START MATERIALS PROVIDED
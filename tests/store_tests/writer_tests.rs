//! Tests for the writable store
//!
//! These tests verify:
//! - Open mode selection on a new file
//! - Set/overwrite semantics
//! - Save layout, idempotence and capacity bound
//! - Close lifecycle

use std::fs;
use std::path::PathBuf;

use fixedkv::format::{read_key_count, validate_header, HEADER_SIZE};
use fixedkv::{Config, FixedKv, FixedKvError, Mode, ReadView};
use tempfile::TempDir;

// =============================================================================
// Helper Functions
// =============================================================================

fn setup_temp_store() -> (TempDir, PathBuf) {
    let temp_dir = TempDir::new().unwrap();
    let path = temp_dir.path().join("test.db");
    (temp_dir, path)
}

fn open_new(path: &PathBuf) -> FixedKv {
    let kv = FixedKv::open(path).unwrap();
    assert_eq!(kv.mode(), Mode::Writable);
    kv
}

// =============================================================================
// Open Tests
// =============================================================================

#[test]
fn test_open_creates_file_writable() {
    let (_temp, path) = setup_temp_store();

    let kv = FixedKv::open(&path).unwrap();

    assert!(path.exists());
    assert!(!kv.is_readonly());
    assert!(kv.is_empty());
    assert_eq!(kv.path(), path.as_path());
}

#[test]
fn test_open_existing_empty_file_is_writable() {
    let (_temp, path) = setup_temp_store();
    fs::write(&path, b"").unwrap();

    let kv = FixedKv::open(&path).unwrap();
    assert_eq!(kv.mode(), Mode::Writable);
}

#[test]
fn test_open_missing_without_create_fails() {
    let (_temp, path) = setup_temp_store();
    let config = Config::builder().create_if_missing(false).build();

    let result = FixedKv::open_with_config(&path, config);

    assert!(matches!(result, Err(FixedKvError::Io(_))));
    assert!(!path.exists());
}

#[test]
fn test_open_short_garbage_file_is_invalid() {
    let (_temp, path) = setup_temp_store();
    fs::write(&path, b"not a store").unwrap();

    let result = FixedKv::open(&path);
    assert!(matches!(result, Err(FixedKvError::InvalidHeader(_))));
}

#[test]
fn test_version_string() {
    let (_temp, path) = setup_temp_store();
    let kv = open_new(&path);

    assert_eq!(kv.version().to_string(), "v1.0.0");
    assert_eq!(ReadView::version(&kv).to_string(), "v1.0.0");
}

// =============================================================================
// Set Tests
// =============================================================================

#[test]
fn test_set_new_key_returns_none() {
    let (_temp, path) = setup_temp_store();
    let kv = open_new(&path);

    assert_eq!(kv.set(b"key1", b"value1").unwrap(), None);
    assert_eq!(kv.len(), 1);
}

#[test]
fn test_set_overwrite_returns_previous() {
    let (_temp, path) = setup_temp_store();
    let kv = open_new(&path);

    kv.set(b"key1", b"v1").unwrap();
    let previous = kv.set(b"key1", b"v2").unwrap();

    assert_eq!(previous, Some(b"v1".to_vec()));
    assert_eq!(kv.get(b"key1").unwrap(), Some(b"v2".to_vec()));
    assert_eq!(kv.len(), 1);
}

#[test]
fn test_set_does_not_touch_disk() {
    let (_temp, path) = setup_temp_store();
    let kv = open_new(&path);

    kv.set(b"key1", b"value1").unwrap();

    assert_eq!(fs::metadata(&path).unwrap().len(), 0);
}

#[test]
fn test_set_rejects_oversize_key() {
    let (_temp, path) = setup_temp_store();
    let kv = open_new(&path);
    let key = vec![b'k'; u16::MAX as usize + 1];

    let result = kv.set(&key, b"v");

    assert!(matches!(result, Err(FixedKvError::KeyTooLarge(n)) if n == key.len()));
    assert!(kv.is_empty());
}

#[test]
fn test_set_rejects_oversize_value() {
    let (_temp, path) = setup_temp_store();
    let kv = open_new(&path);
    let value = vec![0u8; u16::MAX as usize + 1];

    assert!(matches!(kv.set(b"k", &value), Err(FixedKvError::ValueTooLarge(_))));
}

// =============================================================================
// Get Tests
// =============================================================================

#[test]
fn test_get_unsaved_entries() {
    let (_temp, path) = setup_temp_store();
    let kv = open_new(&path);

    kv.set(b"key1", b"value1").unwrap();
    kv.set(b"empty", b"").unwrap();
    kv.set(b"binary", &[0x00, 0x01, 0x02, 0x03]).unwrap();

    assert_eq!(kv.get(b"key1").unwrap(), Some(b"value1".to_vec()));
    assert_eq!(kv.get(b"empty").unwrap(), Some(Vec::new()));
    assert_eq!(kv.get(b"binary").unwrap(), Some(vec![0x00, 0x01, 0x02, 0x03]));
    assert_eq!(kv.get(b"nonexistent").unwrap(), None);
}

#[test]
fn test_get_after_save_still_served() {
    let (_temp, path) = setup_temp_store();
    let kv = open_new(&path);

    kv.set(b"key1", b"value1").unwrap();
    kv.save().unwrap();

    assert_eq!(kv.get(b"key1").unwrap(), Some(b"value1".to_vec()));
    assert_eq!(kv.get(b"missing").unwrap(), None);
}

// =============================================================================
// Save Tests
// =============================================================================

#[test]
fn test_save_writes_header_and_records() {
    let (_temp, path) = setup_temp_store();
    let kv = open_new(&path);

    kv.set(b"B", b"BB").unwrap();
    kv.set(b"A", b"Aa").unwrap();
    kv.save().unwrap();

    let bytes = fs::read(&path).unwrap();
    assert!(validate_header(&bytes));
    assert_eq!(read_key_count(&bytes), 2);
    // Records follow in ascending key order
    assert_eq!(&bytes[HEADER_SIZE..], b"\x01\x00\x02\x00AAa\x01\x00\x02\x00BBB");
}

#[test]
fn test_save_empty_store_writes_header_only() {
    let (_temp, path) = setup_temp_store();
    let kv = open_new(&path);

    kv.save().unwrap();

    let bytes = fs::read(&path).unwrap();
    assert_eq!(bytes.len(), HEADER_SIZE);
    assert_eq!(read_key_count(&bytes), 0);
}

#[test]
fn test_save_twice_is_byte_identical() {
    let (_temp, path) = setup_temp_store();
    let kv = open_new(&path);

    kv.set(b"A", b"Aa").unwrap();
    kv.set(b"C", b"CCC").unwrap();
    kv.save().unwrap();
    let first = fs::read(&path).unwrap();

    kv.save().unwrap();
    let second = fs::read(&path).unwrap();

    assert_eq!(first, second);
}

#[test]
fn test_resave_with_shorter_value_leaves_no_tail() {
    let (_temp, path) = setup_temp_store();
    let kv = open_new(&path);

    kv.set(b"key", b"a fairly long value").unwrap();
    kv.save().unwrap();

    kv.set(b"key", b"x").unwrap();
    kv.save().unwrap();

    let bytes = fs::read(&path).unwrap();
    assert_eq!(bytes.len(), HEADER_SIZE + 4 + 3 + 1);
}

#[test]
fn test_save_over_capacity_fails() {
    let (_temp, path) = setup_temp_store();
    let config = Config::builder().capacity(HEADER_SIZE + 10).build();
    let kv = FixedKv::open_with_config(&path, config).unwrap();

    kv.set(b"key", b"abc").unwrap(); // 10 bytes, fits exactly
    kv.save().unwrap();

    kv.set(b"k2", b"").unwrap();
    let result = kv.save();

    assert!(matches!(
        result,
        Err(FixedKvError::StoreFull { needed, capacity })
            if needed == HEADER_SIZE + 16 && capacity == HEADER_SIZE + 10
    ));
    // The previous image is untouched
    assert_eq!(fs::metadata(&path).unwrap().len(), (HEADER_SIZE + 10) as u64);
}

#[test]
fn test_capacity_never_below_header() {
    let config = Config::builder().capacity(1).build();
    assert_eq!(config.capacity, HEADER_SIZE);
}

#[test]
fn test_save_too_many_keys_fails() {
    let (_temp, path) = setup_temp_store();
    let config = Config::builder().capacity(usize::MAX).build();
    let kv = FixedKv::open_with_config(&path, config).unwrap();

    for i in 0..=u16::MAX as u32 {
        kv.set(&i.to_be_bytes(), b"").unwrap();
    }

    assert!(matches!(kv.save(), Err(FixedKvError::TooManyKeys(n)) if n == 65536));
}

// =============================================================================
// Close Tests
// =============================================================================

#[test]
fn test_close_twice_fails() {
    let (_temp, path) = setup_temp_store();
    let kv = open_new(&path);

    kv.close().unwrap();
    assert!(matches!(kv.close(), Err(FixedKvError::Closed)));
}

#[test]
fn test_operations_after_close_fail() {
    let (_temp, path) = setup_temp_store();
    let kv = open_new(&path);
    kv.set(b"key1", b"value1").unwrap();

    kv.close().unwrap();

    assert!(matches!(kv.set(b"k", b"v"), Err(FixedKvError::Closed)));
    assert!(matches!(kv.get(b"key1"), Err(FixedKvError::Closed)));
    assert!(matches!(kv.save(), Err(FixedKvError::Closed)));
}

#[test]
fn test_close_without_save_discards_entries() {
    let (_temp, path) = setup_temp_store();
    let kv = open_new(&path);

    kv.set(b"key1", b"value1").unwrap();
    kv.close().unwrap();

    assert_eq!(fs::metadata(&path).unwrap().len(), 0);
    // Still empty, so reopening gives a fresh writable store
    let reopened = FixedKv::open(&path).unwrap();
    assert_eq!(reopened.mode(), Mode::Writable);
    assert_eq!(reopened.get(b"key1").unwrap(), None);
}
END MATERIALS PROVIDED
■ THE PROBLEM:
Pull every line containing the word "usize" out of the material and copy it.

■ ANSWER FOR THE TASK:
    let key = vec![b'k'; u16::MAX as usize + 1];
    let value = vec![0u8; u16::MAX as usize + 1];
    let config = Config::builder().capacity(usize::MAX).build();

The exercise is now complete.